The Molecular Biology of Cancer: Questions

The Molecular Biology of Cancer: Questions

Part A: Multiple Choice

1. What is the progression of a normal cell into a lethal tumor?

a. tumor -> transformation -> benign tumor -> malignant tumor

b. transformation -> tumor -> malignant tumor -> benign tumor

c. normal cell -> transformation -> cancer cell -> tumor -> benign tumor -> malignant tumor

d. normal cell -> transformation -> tumor -> malignant tumor

2. One example of a growth factor is:

a. G0

b. p53

c. oncogene

d. PDFG

3. Which of the following is not a way for a proto-oncogene to become an oncogene?

a. chromosomes that are broken or rejoined incorrectly

b. a proto-oncogene that lies adjacent to an especially active promoter

c. point mutations

d. more Ras genes than p53 genes

4. In the typical stimulatory pathway, the sequence of events is:

a. growth factor binds to a tyrosine-kinase receptor, the signal is relayed to Ras, which then passes the signal to a series of protein kinases and the last one activates a transcription factor

b. growth factor binds to a G protein, the signal is relayed to p53, which passes the signal to a series of protein kinases and the last one activates a transcription factor

c. G protein attaches to the tyrosine-kinase receptor, the signal is relayed to Ras, which then passes the signal to another growth factor that activates a transcription factor

d. growth factor attaches to an activator of a transcription factor, which releases Ras and thus instigating the creation of the protein that stimulates the cell cycle

5. Which of the following statements is true?

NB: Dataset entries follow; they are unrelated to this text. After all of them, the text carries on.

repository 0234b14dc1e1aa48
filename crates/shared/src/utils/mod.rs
mod logs;
mod metrics;
mod otel;
mod shutdown;

pub use self::logs::init_logger;
pub use self::metrics::{Labels, Method, Metrics, Status};
pub use self::otel::{ServiceTelemetry, Telemetry, TracingContext};
pub use self::shutdown::shutdown_signal;
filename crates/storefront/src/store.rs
use shared::domain::responses::ProductResponse;

/// The complete product list as the client last saw it.
#[derive(Debug, Clone, Default)]
pub struct ProductStore {
    products: Vec<ProductResponse>,
}

impl ProductStore {
    pub fn new() -> Self {
        Self::default()
    }

    pub fn products(&self) -> &[ProductResponse] {
        &self.products
    }

    pub fn get(&self, id: &str) -> Option<&ProductResponse> {
        self.products.iter().find(|p| p.id == id)
    }

    pub fn len(&self) -> usize {
        self.products.len()
    }

    pub fn is_empty(&self) -> bool {
        self.products.is_empty()
    }

    pub fn set_products(&mut self, products: Vec<ProductResponse>) {
        self.products = products;
    }

    pub fn add_product(&mut self, product: ProductResponse) {
        self.products.push(product);
    }

    /// Replaces the held entry with the server's representation. Unknown ids
    /// are ignored.
    pub fn update_product(&mut self, id: &str, product: ProductResponse) {
        if let Some(existing) = self.products.iter_mut().find(|p| p.id == id) {
            *existing = product;
        }
    }

    pub fn delete_product(&mut self, id: &str) {
        self.products.retain(|p| p.id != id);
    }
}

#[cfg(test)]
mod tests {
    use super::*;

    fn product(id: &str, name: &str) -> ProductResponse {
        ProductResponse {
            id: id.into(),
            name: name.into(),
            qty: 1,
            price: 10.0,
            photo: format!("{id}.jpg"),
            categories: vec![],
        }
    }

    #[test]
    fn set_replaces_the_whole_list() {
        let mut store = ProductStore::new();
        store.add_product(product("old", "Old"));

        store.set_products(vec![product("a", "A"), product("b", "B")]);

        assert_eq!(store.len(), 2);
        assert!(store.get("old").is_none());
    }

    #[test]
    fn add_appends() {
        let mut store = ProductStore::new();
        store.add_product(product("a", "A"));
        store.add_product(product("b", "B"));

        let ids: Vec<&str> = store.products().iter().map(|p| p.id.as_str()).collect();
        assert_eq!(ids, ["a", "b"]);
    }

    #[test]
    fn update_replaces_matching_entry_in_place() {
        let mut store = ProductStore::new();
        store.set_products(vec![product("a", "A"), product("b", "B")]);

        store.update_product("a", product("a", "Renamed"));
        store.update_product("ghost", product("ghost", "Ghost"));

        assert_eq!(store.len(), 2);
        assert_eq!(store.products()[0].name, "Renamed");
        assert!(store.get("ghost").is_none());
    }

    #[test]
    fn delete_removes_and_ignores_unknown_ids() {
        let mut store = ProductStore::new();
        store.set_products(vec![product("a", "A")]);

        store.delete_product("ghost");
        assert_eq!(store.len(), 1);

        store.delete_product("a");
        assert!(store.is_empty());
    }
}
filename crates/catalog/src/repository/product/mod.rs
mod association;
mod command;
mod query;

pub use self::command::ProductCommandRepository;
pub use self::query::ProductQueryRepository;
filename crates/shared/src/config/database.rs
use sqlx::{Pool, Postgres, postgres::PgPoolOptions};
use std::time::Duration;

pub type ConnectionPool = Pool<Postgres>;

pub struct ConnectionManager;

impl ConnectionManager {
    pub async fn new_pool(
        connection_string: &str,
        min_connections: u32,
        max_connections: u32,
    ) -> anyhow::Result<ConnectionPool> {
        let pool = PgPoolOptions::new()
            .min_connections(min_connections)
            .max_connections(max_connections)
            .acquire_timeout(Duration::from_secs(5))
            .connect(connection_string)
            .await
            .map_err(|err| anyhow::anyhow!("Failed to create database connection pool: {}", err))?;

        Ok(pool)
    }
}
pub mod config;
pub mod domain;
pub mod errors;
pub mod utils;
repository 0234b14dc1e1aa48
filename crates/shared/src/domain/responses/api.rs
use core::fmt;
use serde::{Deserialize, Serialize};
use utoipa::ToSchema;

#[derive(Debug, Serialize, Deserialize, ToSchema, Clone, PartialEq)]
pub struct ApiResponse<T> {
    pub status: String,
    pub message: String,
    pub data: T,
}

impl<T> ApiResponse<T> {
    pub fn success(message: impl Into<String>, data: T) -> Self {
        Self {
            status: "success".to_string(),
            message: message.into(),
            data,
        }
    }
}

impl<T: std::fmt::Debug> fmt::Display for ApiResponse<T> {
    fn fmt(&self, f: &mut std::fmt::Formatter<'_>) -> std::fmt::Result {
        write!(
            f,
            "ApiResponse {{ status: {}, message: {}, data: {:?} }}",
            self.status, self.message, self.data
        )
    }
}
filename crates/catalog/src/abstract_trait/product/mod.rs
pub mod repository;
pub mod service;
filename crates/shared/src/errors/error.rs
use serde::{Deserialize, Serialize};
use utoipa::ToSchema;

#[derive(Debug, Serialize, Deserialize, ToSchema)]
pub struct ErrorResponse {
    pub status: String,
    pub message: String,
}
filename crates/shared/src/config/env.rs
use anyhow::{Context, Result, anyhow};
use std::str::FromStr;

/// Source of configuration values, `std::env::var` in production and a map in tests.
pub trait EnvLookup {
    fn lookup(&self, key: &str) -> Option<String>;
}

impl<F> EnvLookup for F
where
    F: Fn(&str) -> Option<String>,
{
    fn lookup(&self, key: &str) -> Option<String> {
        self(key)
    }
}

pub fn required(env: &impl EnvLookup, key: &str) -> Result<String> {
    env.lookup(key)
        .filter(|value| !value.trim().is_empty())
        .with_context(|| format!("Missing environment variable: {key}"))
}

pub fn parse_or_default<T>(env: &impl EnvLookup, key: &str, default: T) -> Result<T>
where
    T: FromStr,
    T::Err: std::error::Error + Send + Sync + 'static,
{
    match env.lookup(key) {
        Some(raw) => raw
            .trim()
            .parse::<T>()
            .with_context(|| format!("{key} has an invalid value: '{raw}'")),
        None => Ok(default),
    }
}

pub fn parse_bool(env: &impl EnvLookup, key: &str, default: bool) -> Result<bool> {
    match env.lookup(key).as_deref().map(str::trim) {
        None => Ok(default),
        Some("true") | Some("1") => Ok(true),
        Some("false") | Some("0") => Ok(false),
        Some(other) => Err(anyhow!(
            "{key} must be 'true' or 'false', got '{other}'"
        )),
    }
}
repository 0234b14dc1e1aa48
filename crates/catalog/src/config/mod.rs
mod myconfig;

pub use self::myconfig::Config;

use anyhow::{Context, Result};
use shared::config::ConnectionPool;
use tracing::info;

pub async fn run_migrations(pool: &ConnectionPool) -> Result<()> {
    info!("📦 Running database migrations");
    sqlx::migrate!("./migrations")
        .run(pool)
        .await
        .context("Failed to run database migrations")?;
    Ok(())
}
mod command;
mod query;

pub use self::command::{DynProductCommandRepository, ProductCommandRepositoryTrait};
pub use self::query::{DynProductQueryRepository, ProductQueryRepositoryTrait};
use crate::model::{Product, ProductCategory, ProductWithCategories};
use shared::errors::RepositoryError;
use sqlx::PgConnection;
use std::collections::{HashMap, HashSet};
use tracing::{error, warn};

/// Association rows for the given products, each joined with its category name.
pub(super) async fn load_categories(
    conn: &mut PgConnection,
    product_ids: &[String],
) -> Result<Vec<ProductCategory>, RepositoryError> {
    if product_ids.is_empty() {
        return Ok(Vec::new());
    }

    sqlx::query_as::<_, ProductCategory>(
        r#"
        SELECT pc.product_id, pc.category_id, c.name AS category_name
        FROM product_categories pc
        JOIN categories c ON c.id = pc.category_id
        WHERE pc.product_id = ANY($1)
        ORDER BY c.created_at ASC, c.id ASC
        "#,
    )
    .bind(product_ids)
    .fetch_all(&mut *conn)
    .await
    .map_err(|e| {
        error!("❌ Failed to load product categories: {:?}", e);
        RepositoryError::from(e)
    })
}

/// Groups association rows under their products, keeping product order.
pub(super) fn attach_categories(
    products: Vec<Product>,
    categories: Vec<ProductCategory>,
) -> Vec<ProductWithCategories> {
    let mut by_product: HashMap<String, Vec<ProductCategory>> = HashMap::new();
    for category in categories {
        by_product
            .entry(category.product_id.clone())
            .or_default()
            .push(category);
    }

    products
        .into_iter()
        .map(|product| {
            let categories = by_product.remove(&product.id).unwrap_or_default();
            ProductWithCategories {
                product,
                categories,
            }
        })
        .collect()
}

pub(super) async fn ensure_categories_exist(
    conn: &mut PgConnection,
    category_ids: &[String],
) -> Result<(), RepositoryError> {
    if category_ids.is_empty() {
        return Ok(());
    }

    let found: Vec<String> = sqlx::query_scalar("SELECT id FROM categories WHERE id = ANY($1)")
        .bind(category_ids)
        .fetch_all(&mut *conn)
        .await
        .map_err(|e| {
            error!("❌ Failed to look up categories: {:?}", e);
            RepositoryError::from(e)
        })?;

    let missing = missing_ids(category_ids, &found);
    if missing.is_empty() {
        return Ok(());
    }

    warn!("⚠️ Unknown category IDs: {:?}", missing);
    Err(RepositoryError::ForeignKey(format!(
        "Category not found: {}",
        missing.join(", ")
    )))
}

fn missing_ids(requested: &[String], found: &[String]) -> Vec<String> {
    let found: HashSet<&str> = found.iter().map(String::as_str).collect();
    let mut seen = HashSet::new();

    requested
        .iter()
        .filter(|id| !found.contains(id.as_str()) && seen.insert(id.as_str()))
        .cloned()
        .collect()
}

/// Adds links that are not already present. Duplicates in `category_ids` collapse.
pub(super) async fn connect_categories(
    conn: &mut PgConnection,
    product_id: &str,
    category_ids: &[String],
) -> Result<(), RepositoryError> {
    if category_ids.is_empty() {
        return Ok(());
    }

    sqlx::query(
        r#"
        INSERT INTO product_categories (product_id, category_id)
        SELECT $1, UNNEST($2::TEXT[])
        ON CONFLICT DO NOTHING
        "#,
    )
    .bind(product_id)
    .bind(category_ids)
    .execute(&mut *conn)
    .await
    .map_err(|e| {
        error!("❌ Failed to link categories to product {product_id}: {:?}", e);
        RepositoryError::from(e)
    })?;

    Ok(())
}

/// Replaces the product's links with exactly `category_ids`.
pub(super) async fn set_categories(
    conn: &mut PgConnection,
    product_id: &str,
    category_ids: &[String],
) -> Result<(), RepositoryError> {
    sqlx::query("DELETE FROM product_categories WHERE product_id = $1")
        .bind(product_id)
        .execute(&mut *conn)
        .await
        .map_err(|e| {
            error!("❌ Failed to clear categories of product {product_id}: {:?}", e);
            RepositoryError::from(e)
        })?;

    connect_categories(conn, product_id, category_ids).await
}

a. Cancer results from an accumulation of mutations, which occur only later in life.

b. An oncogene protein that is a hyperactive version of a protein in the cell cycle can increase cell division even in the absence of a growth factor.

c. A malignant tumor is also known as an adenoma.

d. A tumor is a mass of abnormal cells within an otherwise normal tissue.

6. The most easily spread of all cancers is/are:

a. Blood

b. Lung

c. Lung and Lymph

d. Lung, Blood, and Lymph

7. Cell division can be controlled by all of the following except:

a. translocation

b. cells going from the G1 phase to the G0 phase

c. PDFG

d. cyclin

8. Attributes of normal cells include:

a. cell anchorage

b. proto-oncogene, cell anchorage, density dependent inhibition

c. density dependent inhibition, cell anchorage

d. cell anchorage, density independent inhibition

9. Because mutant tumor-suppressor alleles are usually recessive:

a. mutations must knock out one allele in a cell’s genome to block tumor suppression

b. mutations must cause dominant alleles to be turned into recessive ones

c. mutations must knock out both alleles in a cell’s genome to block tumor suppression

d. mutations must make any recessive alleles in a cell’s genome to become dominant

10. Viruses contribute to cancer development by:

a. creating epithelial cells

b. causing cell lysis

c. disintegrating DNA

d. integrating their genetic material into the DNA of infected cells

Part B: Diagrams/Pictures

1. The picture to the side shows the growth of normal cells and cancerous cells in a culture. Name two factors that cancer cells do not have that are present in normal cells displayed here.

2. This picture shows the growth of cancer cells in the body. Name what is occurring in this picture and through what system the cancer moves.

3. Based on the picture, what is the function of p53?

Part C: Short Answer

List the main components of both growth-stimulating and growth inhibiting pathways

Part D: Reaction/Thinking/Reflection/Abstract Question

If cells can become cancerous from a variety of mutations, such as by having a hyperactive version of a protein in a stimulatory pathway like Ras, what are possible, if hypothetical, ways that scientists can attempt to rid a human of cancer?

Answers

Part A

1. C
2. D
3. D
4. A
5. B
6. D
7. A
8. B
9. C
10. D

Part B

1. cell-cell adhesion, anchorage dependency, density dependent inhibition
2. metastasis; circulatory system
3. activates transcription factors which can repair damaged DNA; if DNA is irreparable p53 activates suicide genes which cause cell death by apoptosis

Part C

Growth factors, membrane receptors, G proteins (such as Ras), protein kinases, and transcription activators

Part D

Through gene therapy, scientists can possibly cause cells to cease overexpressing proteins that overstimulate the cell cycle. Viruses are estimated to contributing to 15% of human cancer cases worldwide, so if inoculations for preventable diseases are available cancer cases will likely decrease. Onco-genes are more likely to appear as a person ages due to an accumulation of mutations in DNA; therefore, those who are older should be screened for cancers in order to catch changes that could lead to cancer. Cancer can be caused by having too much of a protein, so perhaps if a person received injections of a protein that signals cell inhibition rather than the continuation of the cell cycle the uncontrollable growth could be controlled.